**Task item:** Reproduce the data exactly. Omit no record.

══ Material supplied

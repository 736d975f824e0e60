use crate::model::{HistoricalStats, Transaction};

/// Profit of selling `quantity` at `price`, haircut by `penalty` when the
/// price falls outside the historical [Q1, Q3] band. A band with no spread
/// applies no haircut.
pub fn penalized_profit(
    price: f64,
    quantity: u64,
    cost: f64,
    band: &HistoricalStats,
    penalty: f64,
) -> f64 {
    let profit = (price - cost) * quantity as f64;
    if band.has_spread() && !band.contains(price) {
        profit * (1.0 - penalty)
    } else {
        profit
    }
}

/// Price of the candidate with the highest penalized profit.
///
/// Only a strictly greater profit replaces the current best, so ties keep the
/// first candidate in iteration order. NaN profits are never picked. An empty
/// candidate set yields `None`.
pub fn optimal_price(
    candidates: &[Transaction],
    cost: f64,
    band: &HistoricalStats,
    penalty: f64,
) -> Option<f64> {
    let mut best_profit = f64::NEG_INFINITY;
    let mut best_price = None;

    for t in candidates {
        let profit = penalized_profit(t.price, t.quantity, cost, band, penalty);
        if !profit.is_nan() && profit > best_profit {
            best_profit = profit;
            best_price = Some(t.price);
        }
    }

    best_price
}
use serde::{Deserialize, Serialize};

/// One row as it arrives from the input table, before cleaning.
#[derive(Debug, Clone, PartialEq, Serialize, Deserialize)]
pub struct RawRecord {
    pub date: String,
    pub part_number: String,
    pub price: f64,
    pub quantity: i64,
}

/// Raw rows sharing one part number, in input order.
#[derive(Debug, Clone, PartialEq)]
pub struct ProductGroup {
    pub product_id: String,
    pub rows: Vec<RawRecord>,
}

/// A cleaned transaction: price inside the plausible range, quantity >= 0.
#[derive(Debug, Clone, PartialEq, Serialize, Deserialize)]
pub struct Transaction {
    pub date: String,
    pub price: f64,
    pub quantity: u64,
}

/// Cleaned transactions for one part number.
#[derive(Debug, Clone)]
pub struct ProductSeries {
    pub product_id: String,
    pub transactions: Vec<Transaction>,
}

impl ProductSeries {
    pub fn len(&self) -> usize {
        self.transactions.len()
    }

    pub fn is_empty(&self) -> bool {
        self.transactions.is_empty()
    }

    pub fn prices(&self) -> Vec<f64> {
        self.transactions.iter().map(|t| t.price).collect()
    }

    pub fn quantities(&self) -> Vec<f64> {
        self.transactions.iter().map(|t| t.quantity as f64).collect()
    }

    /// Rows whose price lies in `[lower, upper]`, copied into a new vector.
    pub fn within(&self, lower: f64, upper: f64) -> Vec<Transaction> {
        self.transactions
            .iter()
            .filter(|t| t.price >= lower && t.price <= upper)
            .cloned()
            .collect()
    }
}

/// 25th / 75th percentile of a product's cleaned prices.
#[derive(Debug, Clone, Copy, PartialEq, Serialize, Deserialize)]
pub struct HistoricalStats {
    pub q1_price: f64,
    pub q3_price: f64,
}

impl HistoricalStats {
    /// False when q1 == q3; the range penalty is skipped in that case.
    pub fn has_spread(&self) -> bool {
        self.q3_price > self.q1_price
    }

    pub fn contains(&self, price: f64) -> bool {
        price >= self.q1_price && price <= self.q3_price
    }
}

/// ln(q + eps) = intercept + elasticity * ln(p)
#[derive(Debug, Clone, Copy, PartialEq, Serialize, Deserialize)]
pub struct ElasticityModel {
    pub elasticity: f64,
    pub intercept: f64,
}

impl ElasticityModel {
    pub fn quantity_at(&self, price: f64) -> f64 {
        self.intercept.exp() * price.powf(self.elasticity)
    }
}

/// Result of the outlier scan for one product.
#[derive(Debug, Clone, PartialEq, Serialize, Deserialize)]
#[serde(tag = "status", content = "detail", rename_all = "lowercase")]
pub enum OutlierScan {
    None,
    Found(Vec<String>),
    Unknown(String),
}

impl OutlierScan {
    pub const NONE_MARKER: &'static str = "none";
    pub const UNKNOWN_MARKER: &'static str = "unknown";

    pub fn render(&self) -> String {
        match self {
            OutlierScan::None => Self::NONE_MARKER.to_string(),
            OutlierScan::Found(list) => list.join(", "),
            OutlierScan::Unknown(_) => Self::UNKNOWN_MARKER.to_string(),
        }
    }
}

/// One output row per (delta, product).
#[derive(Debug, Clone, PartialEq, Serialize)]
pub struct PriceRecommendation {
    pub delta: f64,
    pub product_id: String,
    pub historical_optimal_price: Option<f64>,
    pub competitor_adjusted_price: f64,
    pub demand_target_price: Option<f64>,
    pub predicted_quantity: Option<f64>,
    pub elasticity: Option<f64>,
    pub intercept: Option<f64>,
    pub days_analyzed: usize,
    pub outliers: OutlierScan,
}

/// Flat shape used by the table writers.
#[derive(Debug, Clone, PartialEq, Serialize)]
pub struct RecommendationRecord {
    pub delta: f64,
    pub part_number: String,
    pub historical_optimal_price: Option<f64>,
    pub competitor_adjusted_price: f64,
    pub demand_target_price: Option<f64>,
    pub predicted_quantity: Option<f64>,
    pub elasticity: Option<f64>,
    pub intercept: Option<f64>,
    pub days_analyzed: usize,
    pub outliers: String,
}

impl From<&PriceRecommendation> for RecommendationRecord {
    fn from(r: &PriceRecommendation) -> Self {
        RecommendationRecord {
            delta: r.delta,
            part_number: r.product_id.clone(),
            historical_optimal_price: r.historical_optimal_price,
            competitor_adjusted_price: r.competitor_adjusted_price,
            demand_target_price: r.demand_target_price,
            predicted_quantity: r.predicted_quantity,
            elasticity: r.elasticity,
            intercept: r.intercept,
            days_analyzed: r.days_analyzed,
            outliers: r.outliers.render(),
        }
    }
}

/// Cleaned point as drawn on a chart.
#[derive(Debug, Clone, Copy, PartialEq, Serialize, Deserialize)]
pub struct SeriesPoint {
    pub price: f64,
    pub quantity: u64,
}

/// Everything a renderer needs to draw one product.
#[derive(Debug, Clone, PartialEq, Serialize)]
pub struct ProductChart {
    pub product_id: String,
    pub series: Vec<SeriesPoint>,
    pub model: Option<ElasticityModel>,
    pub historical_optimal_price: Option<f64>,
    pub demand_target_price: Option<f64>,
    pub adjusted_prices: Vec<(f64, f64)>, // (delta, price)
}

════

**Output of the task:**
repository 736d975f824e0e60
use crate::model::{HistoricalStats, Transaction};

/// Profit of selling `quantity` at `price`, haircut by `penalty` when the
/// price falls outside the historical [Q1, Q3] band. A band with no spread
/// applies no haircut.
pub fn penalized_profit(
    price: f64,
    quantity: u64,
    cost: f64,
    band: &HistoricalStats,
    penalty: f64,
) -> f64 {
    let profit = (price - cost) * quantity as f64;
    if band.has_spread() && !band.contains(price) {
        profit * (1.0 - penalty)
    } else {
        profit
    }
}

/// Price of the candidate with the highest penalized profit.
///
/// Only a strictly greater profit replaces the current best, so ties keep the
/// first candidate in iteration order. NaN profits are never picked. An empty
/// candidate set yields `None`.
pub fn optimal_price(
    candidates: &[Transaction],
    cost: f64,
    band: &HistoricalStats,
    penalty: f64,
) -> Option<f64> {
    let mut best_profit = f64::NEG_INFINITY;
    let mut best_price = None;

    for t in candidates {
        let profit = penalized_profit(t.price, t.quantity, cost, band, penalty);
        if !profit.is_nan() && profit > best_profit {
            best_profit = profit;
            best_price = Some(t.price);
        }
    }

    best_price
}
use serde::{Deserialize, Serialize};

/// One row as it arrives from the input table, before cleaning.
#[derive(Debug, Clone, PartialEq, Serialize, Deserialize)]
pub struct RawRecord {
    pub date: String,
    pub part_number: String,
    pub price: f64,
    pub quantity: i64,
}

/// Raw rows sharing one part number, in input order.
#[derive(Debug, Clone, PartialEq)]
pub struct ProductGroup {
    pub product_id: String,
    pub rows: Vec<RawRecord>,
}

/// A cleaned transaction: price inside the plausible range, quantity >= 0.
#[derive(Debug, Clone, PartialEq, Serialize, Deserialize)]
pub struct Transaction {
    pub date: String,
    pub price: f64,
    pub quantity: u64,
}

/// Cleaned transactions for one part number.
#[derive(Debug, Clone)]
pub struct ProductSeries {
    pub product_id: String,
    pub transactions: Vec<Transaction>,
}

impl ProductSeries {
    pub fn len(&self) -> usize {
        self.transactions.len()
    }

    pub fn is_empty(&self) -> bool {
        self.transactions.is_empty()
    }

    pub fn prices(&self) -> Vec<f64> {
        self.transactions.iter().map(|t| t.price).collect()
    }

    pub fn quantities(&self) -> Vec<f64> {
        self.transactions.iter().map(|t| t.quantity as f64).collect()
    }

    /// Rows whose price lies in `[lower, upper]`, copied into a new vector.
    pub fn within(&self, lower: f64, upper: f64) -> Vec<Transaction> {
        self.transactions
            .iter()
            .filter(|t| t.price >= lower && t.price <= upper)
            .cloned()
            .collect()
    }
}

/// 25th / 75th percentile of a product's cleaned prices.
#[derive(Debug, Clone, Copy, PartialEq, Serialize, Deserialize)]
pub struct HistoricalStats {
    pub q1_price: f64,
    pub q3_price: f64,
}

impl HistoricalStats {
    /// False when q1 == q3; the range penalty is skipped in that case.
    pub fn has_spread(&self) -> bool {
        self.q3_price > self.q1_price
    }

    pub fn contains(&self, price: f64) -> bool {
        price >= self.q1_price && price <= self.q3_price
    }
}

/// ln(q + eps) = intercept + elasticity * ln(p)
#[derive(Debug, Clone, Copy, PartialEq, Serialize, Deserialize)]
pub struct ElasticityModel {
    pub elasticity: f64,
    pub intercept: f64,
}

impl ElasticityModel {
    pub fn quantity_at(&self, price: f64) -> f64 {
        self.intercept.exp() * price.powf(self.elasticity)
    }
}

/// Result of the outlier scan for one product.
#[derive(Debug, Clone, PartialEq, Serialize, Deserialize)]
#[serde(tag = "status", content = "detail", rename_all = "lowercase")]
pub enum OutlierScan {
    None,
    Found(Vec<String>),
    Unknown(String),
}

impl OutlierScan {
    pub const NONE_MARKER: &'static str = "none";
    pub const UNKNOWN_MARKER: &'static str = "unknown";

    pub fn render(&self) -> String {
        match self {
            OutlierScan::None => Self::NONE_MARKER.to_string(),
            OutlierScan::Found(list) => list.join(", "),
            OutlierScan::Unknown(_) => Self::UNKNOWN_MARKER.to_string(),
        }
    }
}

/// One output row per (delta, product).
#[derive(Debug, Clone, PartialEq, Serialize)]
pub struct PriceRecommendation {
    pub delta: f64,
    pub product_id: String,
    pub historical_optimal_price: Option<f64>,
    pub competitor_adjusted_price: f64,
    pub demand_target_price: Option<f64>,
    pub predicted_quantity: Option<f64>,
    pub elasticity: Option<f64>,
    pub intercept: Option<f64>,
    pub days_analyzed: usize,
    pub outliers: OutlierScan,
}

/// Flat shape used by the table writers.
#[derive(Debug, Clone, PartialEq, Serialize)]
pub struct RecommendationRecord {
    pub delta: f64,
    pub part_number: String,
    pub historical_optimal_price: Option<f64>,
    pub competitor_adjusted_price: f64,
    pub demand_target_price: Option<f64>,
    pub predicted_quantity: Option<f64>,
    pub elasticity: Option<f64>,
    pub intercept: Option<f64>,
    pub days_analyzed: usize,
    pub outliers: String,
}

impl From<&PriceRecommendation> for RecommendationRecord {
    fn from(r: &PriceRecommendation) -> Self {
        RecommendationRecord {
            delta: r.delta,
            part_number: r.product_id.clone(),
            historical_optimal_price: r.historical_optimal_price,
            competitor_adjusted_price: r.competitor_adjusted_price,
            demand_target_price: r.demand_target_price,
            predicted_quantity: r.predicted_quantity,
            elasticity: r.elasticity,
            intercept: r.intercept,
            days_analyzed: r.days_analyzed,
            outliers: r.outliers.render(),
        }
    }
}

/// Cleaned point as drawn on a chart.
#[derive(Debug, Clone, Copy, PartialEq, Serialize, Deserialize)]
pub struct SeriesPoint {
    pub price: f64,
    pub quantity: u64,
}

/// Everything a renderer needs to draw one product.
#[derive(Debug, Clone, PartialEq, Serialize)]
pub struct ProductChart {
    pub product_id: String,
    pub series: Vec<SeriesPoint>,
    pub model: Option<ElasticityModel>,
    pub historical_optimal_price: Option<f64>,
    pub demand_target_price: Option<f64>,
    pub adjusted_prices: Vec<(f64, f64)>, // (delta, price)
}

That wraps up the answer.